▸ Assignment
Beginning with the first line of the data below, extract each line up to and including the one containing "stack size, unpinned.". Copy them exactly and add nothing.

▸ Raw data
use core::marker::PhantomData;
use core::ops::Deref;

use super::{IdlePolicy, Scheduler, bind, bound};
use crate::error::Result;
use crate::fiber::DEFAULT_STACK_SIZE;
use crate::util::PinConfig;

/// Construction parameters for a [`WorkerPool`] or [`Scheduler::with_policy`].
#[derive(Clone, Debug)]
pub struct PoolConfig {
    /// Dispatching threads, counting the caller's when `use_caller` is set.
    pub threads: usize,
    /// Count the constructing thread as a worker. It dispatches while it
    /// blocks on a primitive, yields, or runs `stop`.
    pub use_caller: bool,
    /// Prefix for worker thread names and log fields.
    pub name: String,
    /// Stack size of fibers created for scheduled callables.
    pub stack_size: usize,
    /// Placement of background worker `i`; workers past the end run unpinned.
    pub pin: Vec<PinConfig>,
}

impl PoolConfig {
    /// `threads` workers with the default name and stack size, unpinned.
    pub fn new(threads: usize, use_caller: bool) -> Self {
        Self {
            threads,
            use_caller,
            ..Self::default()
        }
    }

    /// Set the thread name prefix.
    pub fn name(self, name: impl Into<String>) -> Self {
        Self {
            name: name.into(),
            ..self
        }
    }

    /// Set the stack size of fibers wrapping scheduled callables.
    pub fn stack_size(self, stack_size: usize) -> Self {
        Self { stack_size, ..self }
    }

    /// Pin background workers, in order.
    pub fn pin(self, pin: Vec<PinConfig>) -> Self {
        Self { pin, ..self }
    }
}

impl Default for PoolConfig {
    fn default() -> Self {
        Self {
            threads: 1,
            use_caller: true,
            name: "fiberpool".to_owned(),
            stack_size: DEFAULT_STACK_SIZE,
            pin: Vec::new(),
        }
    }
}

/// Idle policy of a plain pool: nothing to wait for outside the ready queue.
#[derive(Clone, Copy, Debug, Default)]
pub struct NoPendingWork;

impl IdlePolicy for NoPendingWork {}

/// A fixed set of OS threads dispatching one [`Scheduler`].
///
/// With `use_caller`, the constructing thread is bound to the pool: when its
/// root context blocks on a primitive or yields, it runs queued fibers until
/// woken, and it helps drain on `stop`. The pool therefore stays on the
/// thread that built it.
///
/// Dropping the pool stops it.
pub struct WorkerPool {
    scheduler: Scheduler,
    previous: Option<Scheduler>,
    bound: bool,
    _not_send: PhantomData<*const ()>,
}

impl WorkerPool {
    /// `threads` dispatching threads; with `use_caller` one of them is the
    /// calling thread.
    pub fn new(threads: usize, use_caller: bool) -> Result<Self> {
        Self::with_config(PoolConfig::new(threads, use_caller))
    }

    /// Pool from a full config.
    pub fn with_config(config: PoolConfig) -> Result<Self> {
        let use_caller = config.use_caller;
        let scheduler = Scheduler::with_policy(config, NoPendingWork)?;
        let previous = if use_caller {
            bind(Some(scheduler.clone()))
        } else {
            None
        };
        Ok(Self {
            scheduler,
            previous,
            bound: use_caller,
            _not_send: PhantomData,
        })
    }

    /// Cloneable handle for scheduling from other threads and fibers.
    pub fn scheduler(&self) -> &Scheduler {
        &self.scheduler
    }
}

impl Deref for WorkerPool {
    type Target = Scheduler;

    fn deref(&self) -> &Scheduler {
        &self.scheduler
    }
}

impl Drop for WorkerPool {
    fn drop(&mut self) {
        self.scheduler.stop();
        // Pools dropped out of creation order leave a newer binding alone.
        if self.bound && bound().is_some_and(|b| b.same(&self.scheduler)) {
            bind(self.previous.take().filter(|p| !p.is_stopping()));
        }
    }
}

impl core::fmt::Debug for WorkerPool {
    fn fmt(&self, f: &mut core::fmt::Formatter<'_>) -> core::fmt::Result {
        f.debug_struct("WorkerPool")
            .field("scheduler", &self.scheduler)
            .field("bound", &self.bound)
            .finish()
    }
}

▸ Exercise result
use core::marker::PhantomData;
use core::ops::Deref;

use super::{IdlePolicy, Scheduler, bind, bound};
use crate::error::Result;
use crate::fiber::DEFAULT_STACK_SIZE;
use crate::util::PinConfig;

/// Construction parameters for a [`WorkerPool`] or [`Scheduler::with_policy`].
#[derive(Clone, Debug)]
pub struct PoolConfig {
    /// Dispatching threads, counting the caller's when `use_caller` is set.
    pub threads: usize,
    /// Count the constructing thread as a worker. It dispatches while it
    /// blocks on a primitive, yields, or runs `stop`.
    pub use_caller: bool,
    /// Prefix for worker thread names and log fields.
    pub name: String,
    /// Stack size of fibers created for scheduled callables.
    pub stack_size: usize,
    /// Placement of background worker `i`; workers past the end run unpinned.
    pub pin: Vec<PinConfig>,
}

impl PoolConfig {
    /// `threads` workers with the default name and stack size, unpinned.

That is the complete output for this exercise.